Abdominal wall defects

  1. Epigastric Hernia: Reducible swelling on abdomen any where in midline above umbilicus. It will gradually increase in size. Though it is not problematic initially, it will be pain full and will be problematic with time.

Treatment: Surgical.

  1. Umbilical hernia: Congenital hernia (reducible swelling) through umbilicus.  It becomes more prominent when the child cries. Most of the umbilical hernia do not need any treatment; they are cured naturally within 5-6 years of life. If they persist or become problematic, they must be treated by surgery.
  2. Para umbilical hernia: Hernia (reducible swelling) around the umbilicus.  Usually it appears when the child cries. Treatment is surgery.
  3. Inguinal Hernia: Hernia (reducible swelling) at inguinal region.  Usually it appears when the child cries. Treatment is emergency surgery, otherwise it may become life threatening at any time.
  4. Exomphalous: Congenital defects in umbilicus. Some may need emergency surgery.
  5. Gastroschrisis: Congenital defect in umbilicus, through which abdominal organs come out. This is a life threatening condition. Child may not survive. Treatment is emergency surgery.
  6. Bladder exstrophy-Epispadias complex:

Congenital defect of urinary bladder and lower abdomen, with or without genital defect.
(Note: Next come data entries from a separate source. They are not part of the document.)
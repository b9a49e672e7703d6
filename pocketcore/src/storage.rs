//! Preferences storage for the pocket calculator
//!
//! Only presentation preferences are kept on disk. Calculator session state
//! is never persisted.

use serde::{Deserialize, Serialize};
use std::path::{Path, PathBuf};
use std::str::FromStr;
use thiserror::Error;

/// Environment variable that overrides the stored layout for one session.
pub const LAYOUT_ENV: &str = "POCKETCALC_LAYOUT";

const PREFERENCES_FILE: &str = "preferences.json";

/// Display font sizes outside this range are clamped on load.
pub const MIN_DISPLAY_FONT_SIZE: f32 = 8.0;
pub const MAX_DISPLAY_FONT_SIZE: f32 = 160.0;
/// Step used by the larger/smaller text menu entries.
pub const DISPLAY_FONT_STEP: f32 = 4.0;

#[derive(Error, Debug)]
pub enum StorageError {
    #[error("IO error: {0}")]
    Io(#[from] std::io::Error),
    #[error("JSON error: {0}")]
    Json(#[from] serde_json::Error),
    #[error("unknown layout {0:?} (expected auto, portrait or landscape)")]
    UnknownLayout(String),
}

pub type Result<T> = std::result::Result<T, StorageError>;

/// How the display and keypad are arranged.
#[derive(Debug, Clone, Copy, PartialEq, Eq, Serialize, Deserialize, Default)]
#[serde(rename_all = "lowercase")]
pub enum LayoutMode {
    /// Follow the window shape: landscape when wider than tall.
    #[default]
    Auto,
    /// Display above the keypad.
    Portrait,
    /// Display beside the keypad.
    Landscape,
}

impl LayoutMode {
    pub const ALL: [LayoutMode; 3] = [Self::Auto, Self::Portrait, Self::Landscape];

    pub fn name(self) -> &'static str {
        match self {
            Self::Auto => "auto",
            Self::Portrait => "portrait",
            Self::Landscape => "landscape",
        }
    }

    /// Whether the landscape arrangement applies to a window of this size.
    pub fn is_landscape(self, width: f32, height: f32) -> bool {
        match self {
            Self::Auto => width > height,
            Self::Portrait => false,
            Self::Landscape => true,
        }
    }
}

impl FromStr for LayoutMode {
    type Err = StorageError;

    fn from_str(s: &str) -> Result<Self> {
        let wanted = s.trim().to_ascii_lowercase();
        Self::ALL
            .into_iter()
            .find(|mode| mode.name() == wanted)
            .ok_or_else(|| StorageError::UnknownLayout(s.to_string()))
    }
}

#[derive(Debug, Clone, PartialEq, Serialize, Deserialize)]
#[serde(default)]
pub struct Preferences {
    pub layout: LayoutMode,
    pub display_font_size: f32,
}

impl Default for Preferences {
    fn default() -> Self {
        Self {
            layout: LayoutMode::Auto,
            display_font_size: 48.0,
        }
    }
}

impl Preferences {
    pub fn load(config_path: &Path) -> Result<Self> {
        let contents = std::fs::read_to_string(config_path)?;
        let prefs: Self = serde_json::from_str(&contents)?;
        Ok(prefs.sanitized())
    }

    /// Bring values read from disk back into a range egui can render.
    pub fn sanitized(mut self) -> Self {
        let size = self.display_font_size;
        if !size.is_finite() {
            tracing::warn!(size, "display font size is not finite, using default");
            self.display_font_size = Self::default().display_font_size;
        } else if !(MIN_DISPLAY_FONT_SIZE..=MAX_DISPLAY_FONT_SIZE).contains(&size) {
            self.display_font_size = size.clamp(MIN_DISPLAY_FONT_SIZE, MAX_DISPLAY_FONT_SIZE);
            tracing::warn!(
                size,
                clamped = self.display_font_size,
                "display font size out of range"
            );
        }
        self
    }

    /// Grow or shrink the display font by `steps` increments, within range.
    pub fn step_display_font_size(&mut self, steps: i32) {
        let size = self.display_font_size + steps as f32 * DISPLAY_FONT_STEP;
        self.display_font_size = size.clamp(MIN_DISPLAY_FONT_SIZE, MAX_DISPLAY_FONT_SIZE);
    }

    pub fn save(&self, config_path: &Path) -> Result<()> {
        let contents = serde_json::to_string_pretty(self)?;
        if let Some(parent) = config_path.parent() {
            std::fs::create_dir_all(parent)?;
        }
        std::fs::write(config_path, contents)?;
        tracing::debug!(path = %config_path.display(), "saved preferences");
        Ok(())
    }

    /// Load preferences, falling back to defaults when the file is missing
    /// or unreadable.
    pub fn load_or_default(config_path: &Path) -> Self {
        if !config_path.exists() {
            return Self::default();
        }
        match Self::load(config_path) {
            Ok(prefs) => {
                tracing::debug!(path = %config_path.display(), "loaded preferences");
                prefs
            }
            Err(err) => {
                tracing::warn!(path = %config_path.display(), %err, "ignoring preferences file");
                Self::default()
            }
        }
    }

    /// Apply a layout override from an environment value, if one is set.
    pub fn with_layout_override(mut self, value: Option<&str>) -> Self {
        if let Some(value) = value {
            match value.parse() {
                Ok(layout) => self.layout = layout,
                Err(err) => tracing::warn!(%err, "ignoring {}", LAYOUT_ENV),
            }
        }
        self
    }
}

/// Get the config directory for the pocket calculator
pub fn config_dir() -> PathBuf {
    directories::ProjectDirs::from("", "", "pocketcalc")
        .map(|dirs| dirs.config_dir().to_path_buf())
        .unwrap_or_else(|| PathBuf::from("."))
}

pub fn preferences_path() -> PathBuf {
    config_dir().join(PREFERENCES_FILE)
}
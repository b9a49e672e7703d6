//! PocketCalc - a four-function calculator
//!
//! Digits and operators go in, one result comes out.

mod app;

use app::PocketCalcApp;
use eframe::NativeOptions;
use pocketcore::storage::{self, LAYOUT_ENV};
use pocketcore::{PocketTheme, Preferences};
use tracing_subscriber::EnvFilter;

fn main() -> eframe::Result<()> {
    let filter = EnvFilter::try_from_default_env().unwrap_or_else(|_| EnvFilter::new("info"));
    tracing_subscriber::fmt().with_env_filter(filter).init();

    let prefs_path = storage::preferences_path();
    let prefs = Preferences::load_or_default(&prefs_path)
        .with_layout_override(std::env::var(LAYOUT_ENV).ok().as_deref());
    tracing::info!(layout = prefs.layout.name(), "starting calculator");

    let options = NativeOptions {
        viewport: egui::ViewportBuilder::default()
            .with_inner_size([360.0, 560.0])
            .with_min_inner_size([240.0, 240.0])
            .with_title("calculator"),
        ..Default::default()
    };

    eframe::run_native(
        "calculator",
        options,
        Box::new(move |cc| {
            PocketTheme::default().apply(&cc.egui_ctx);
            Box::new(PocketCalcApp::new(cc, prefs, prefs_path))
        }),
    )
}
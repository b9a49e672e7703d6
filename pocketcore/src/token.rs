//! Button-press tokens
//!
//! Every key on the calculator maps to exactly one [`Token`]. Front ends
//! translate their raw labels with [`Token::from_label`] and never hand
//! strings to the interpreter.

use std::fmt;

/// A single decimal digit, `0` through `9`.
#[derive(Debug, Clone, Copy, PartialEq, Eq, Hash)]
pub struct Digit(char);

impl Digit {
    /// Returns `None` for anything that is not an ASCII decimal digit.
    pub fn new(c: char) -> Option<Self> {
        c.is_ascii_digit().then_some(Self(c))
    }

    pub fn as_char(self) -> char {
        self.0
    }
}

/// The four arithmetic operators.
#[derive(Debug, Clone, Copy, PartialEq, Eq, Hash)]
pub enum Operator {
    Plus,
    Minus,
    Times,
    Divide,
}

impl Operator {
    pub fn symbol(self) -> char {
        match self {
            Self::Plus => '+',
            Self::Minus => '-',
            Self::Times => '*',
            Self::Divide => '/',
        }
    }

    pub fn from_symbol(symbol: &str) -> Option<Self> {
        match symbol {
            "+" => Some(Self::Plus),
            "-" => Some(Self::Minus),
            "*" => Some(Self::Times),
            "/" => Some(Self::Divide),
            _ => None,
        }
    }

    /// Plain IEEE-754 arithmetic. Division by zero yields `inf` or `NaN`.
    pub fn apply(self, a: f64, b: f64) -> f64 {
        match self {
            Self::Plus => a + b,
            Self::Minus => a - b,
            Self::Times => a * b,
            Self::Divide => a / b,
        }
    }
}

impl fmt::Display for Operator {
    fn fmt(&self, f: &mut fmt::Formatter<'_>) -> fmt::Result {
        write!(f, "{}", self.symbol())
    }
}

/// One button press.
#[derive(Debug, Clone, Copy, PartialEq, Eq, Hash)]
pub enum Token {
    Digit(Digit),
    Operator(Operator),
    Clear,
    Equals,
}

impl Token {
    /// Map a button label to its token.
    ///
    /// Recognized labels: `"0"`..`"9"`, `"+"`, `"-"`, `"*"`, `"/"`, `"C"`, `"="`.
    pub fn from_label(label: &str) -> Option<Self> {
        match label {
            "C" => Some(Self::Clear),
            "=" => Some(Self::Equals),
            _ => {
                if let Some(op) = Operator::from_symbol(label) {
                    return Some(Self::Operator(op));
                }
                let mut chars = label.chars();
                match (chars.next(), chars.next()) {
                    (Some(c), None) => Digit::new(c).map(Self::Digit),
                    _ => None,
                }
            }
        }
    }

    pub fn label(self) -> String {
        self.to_string()
    }

    pub fn is_digit(self) -> bool {
        matches!(self, Self::Digit(_))
    }
}

impl fmt::Display for Token {
    fn fmt(&self, f: &mut fmt::Formatter<'_>) -> fmt::Result {
        match self {
            Self::Digit(d) => write!(f, "{}", d.as_char()),
            Self::Operator(op) => write!(f, "{}", op),
            Self::Clear => f.write_str("C"),
            Self::Equals => f.write_str("="),
        }
    }
}

#[cfg(test)]
mod tests {
    use super::*;

    #[test]
    fn test_digit_rejects_non_digits() {
        assert!(Digit::new('7').is_some());
        assert!(Digit::new('a').is_none());
        assert!(Digit::new('.').is_none());
        assert!(Digit::new('٣').is_none()); // non-ASCII digit
    }

    #[test]
    fn test_from_label_maps_every_button() {
        for c in '0'..='9' {
            let token = Token::from_label(&c.to_string()).unwrap();
            assert_eq!(token, Token::Digit(Digit::new(c).unwrap()));
        }
        assert_eq!(Token::from_label("+"), Some(Token::Operator(Operator::Plus)));
        assert_eq!(Token::from_label("-"), Some(Token::Operator(Operator::Minus)));
        assert_eq!(Token::from_label("*"), Some(Token::Operator(Operator::Times)));
        assert_eq!(Token::from_label("/"), Some(Token::Operator(Operator::Divide)));
        assert_eq!(Token::from_label("C"), Some(Token::Clear));
        assert_eq!(Token::from_label("="), Some(Token::Equals));
    }

    #[test]
    fn test_from_label_rejects_unknown() {
        assert_eq!(Token::from_label(""), None);
        assert_eq!(Token::from_label("12"), None);
        assert_eq!(Token::from_label("++"), None);
        assert_eq!(Token::from_label("c"), None);
        assert_eq!(Token::from_label("%"), None);
    }

    #[test]
    fn test_label_inverts_from_label() {
        for label in ["0", "5", "9", "+", "-", "*", "/", "C", "="] {
            assert_eq!(Token::from_label(label).unwrap().label(), label);
        }
    }

    #[test]
    fn test_operator_apply() {
        assert_eq!(Operator::Plus.apply(6.0, 3.0), 9.0);
        assert_eq!(Operator::Minus.apply(6.0, 3.0), 3.0);
        assert_eq!(Operator::Times.apply(6.0, 3.0), 18.0);
        assert_eq!(Operator::Divide.apply(6.0, 3.0), 2.0);
        assert!(Operator::Divide.apply(0.0, 0.0).is_nan());
        assert_eq!(Operator::Divide.apply(-1.0, 0.0), f64::NEG_INFINITY);
    }
}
Anterior wall of urinary bladder and lower abdominal wall was not formed. As a result urinary bladder exposed and urine always comes out. There may be associated external genital problems. These patients are socially unacceptable for their foul smell of urine. Their conjugal life will be hampered also. Preferable treatment is surgical correction within 48 hours of life.